Non-underlying items came in at £1.81 million, including a £1.65 million impairment of intangible assets linked to older ERP and website development projects. In plain English, Cake Box has decided some past tech spending is no longer worth what it once thought, partly because the enlarged group is moving to Shopify.
I would not call that disastrous, but it is not ideal either. It is a reminder that management has had to change tack on technology, and that comes with a bill.
Cash generation remained solid. Free cash flow before capital allocation items increased to £9.53 million from £7.07 million. However, capital expenditure rose to £5.94 million, including £2.57 million for the new Bradford warehouse, and dividends paid were £4.58 million.
That helped push net debt up to £10.84 million from £9.02 million. Even so, leverage was 0.88x underlying EBITDA, down from 1.03x and below management’s target of 1x.
That is an important reassurance. The debt is higher, but it still looks manageable based on the figures provided.
The final dividend has been recommended at 7.2p per share, up from 6.8p. That takes the total dividend for the year to 10.8p, a 5.9% increase.
This is now the fifth consecutive year of dividend growth. It is not explosive, but it is steady, and the dividend cover improved to 1.48x from 1.29x based on underlying basic earnings per share.
That usually points to a payout that is getting a bit more comfortable rather than stretched.
Management says trading in 2027 has started positively and ahead of 2026, with system sales running ahead of the prior year. The group is targeting a combined 35 new stores this year.
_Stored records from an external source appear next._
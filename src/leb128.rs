//! LEB128 variable-length integer encoding and the zig-zag mapping.
//!
//! Every integer on the wire except the fixed-width kinds goes through this
//! module: field keys, length prefixes, and varint-typed payloads.

use bytes::{Buf, BufMut};

use crate::error::WireError;

/// Integer widths that can travel as LEB128 varints.
pub trait Leb128: Sized + Copy {
    /// Maximum number of bytes an encoded value of this width may occupy.
    const MAX_BYTES: usize;

    /// Encode `self` into `buf`, returning the number of bytes written.
    fn write_leb128<B: BufMut>(self, buf: &mut B) -> usize;

    /// Decode a value from the front of `buf`, advancing past it.
    fn read_leb128<B: Buf>(buf: &mut B) -> Result<Self, WireError>;

    /// The number of bytes `self` occupies when encoded.
    fn leb128_len(self) -> usize;
}

impl Leb128 for u64 {
    const MAX_BYTES: usize = 10;

    #[inline]
    fn write_leb128<B: BufMut>(self, buf: &mut B) -> usize {
        let mut value = self;
        let mut written = 1;
        while value >= 0x80 {
            buf.put_u8((value & 0x7f) as u8 | 0x80);
            value >>= 7;
            written += 1;
        }
        buf.put_u8(value as u8);
        written
    }

    #[inline]
    fn read_leb128<B: Buf>(buf: &mut B) -> Result<Self, WireError> {
        let mut value = 0u64;
        for i in 0..Self::MAX_BYTES {
            if !buf.has_remaining() {
                return Err(WireError::Truncated);
            }
            let byte = buf.get_u8();
            if i == Self::MAX_BYTES - 1 {
                // Tenth byte carries only bit 63; anything else overflows
                // u64 or keeps the continuation bit set past the limit.
                if byte >= 0x02 {
                    return Err(WireError::InvalidVarint);
                }
                return Ok(value | u64::from(byte) << 63);
            }
            value |= u64::from(byte & 0x7f) << (7 * i);
            if byte < 0x80 {
                return Ok(value);
            }
        }
        Err(WireError::InvalidVarint)
    }

    #[inline]
    fn leb128_len(self) -> usize {
        // ceil(significant_bits / 7), minimum one byte for zero.
        let bits = 64 - (self | 1).leading_zeros() as usize;
        bits.div_ceil(7)
    }
}

impl Leb128 for u32 {
    const MAX_BYTES: usize = 5;

    #[inline]
    fn write_leb128<B: BufMut>(self, buf: &mut B) -> usize {
        u64::from(self).write_leb128(buf)
    }

    #[inline]
    fn read_leb128<B: Buf>(buf: &mut B) -> Result<Self, WireError> {
        // Accept over-wide (sign-extended) encodings; the value must still
        // fit in 32 bits.
        let wide = u64::read_leb128(buf)?;
        u32::try_from(wide).map_err(|_| WireError::InvalidVarint)
    }

    #[inline]
    fn leb128_len(self) -> usize {
        u64::from(self).leb128_len()
    }
}

/// Map a signed 32-bit value onto the zig-zag unsigned space.
#[inline]
pub const fn zigzag32(n: i32) -> u32 {
    ((n << 1) ^ (n >> 31)) as u32
}

/// Inverse of [`zigzag32`].
#[inline]
pub const fn unzigzag32(n: u32) -> i32 {
    ((n >> 1) as i32) ^ -((n & 1) as i32)
}

/// Map a signed 64-bit value onto the zig-zag unsigned space.
#[inline]
pub const fn zigzag64(n: i64) -> u64 {
    ((n << 1) ^ (n >> 63)) as u64
}

/// Inverse of [`zigzag64`].
#[inline]
pub const fn unzigzag64(n: u64) -> i64 {
    ((n >> 1) as i64) ^ -((n & 1) as i64)
}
That sounds confident without getting carried away. The company is also still flagging the difficult consumer backdrop, inflationary pressure and wider macro uncertainty.
That caution is fair. Celebration cakes are hardly the first thing households cut, but they are not immune if consumer confidence weakens.
This was a good set of results. The core business is still growing, Ambala is adding meaningfully, online momentum is strong, and debt remains under control.
The negatives are there too. Finance costs are up sharply, net debt is higher in absolute terms, and the tech-related impairment shows not every investment has gone smoothly.
Still, on balance, this feels like a positive update. Cake Box looks like a business expanding from a position of strength rather than scrambling for growth. For retail investors, that is usually the sort of distinction worth paying attention to.
One final footnote: the 2025 comparative figures were restated due to acquisition accounting corrections related to Ambala. That is worth knowing, but it does not change the broader message from this year’s results.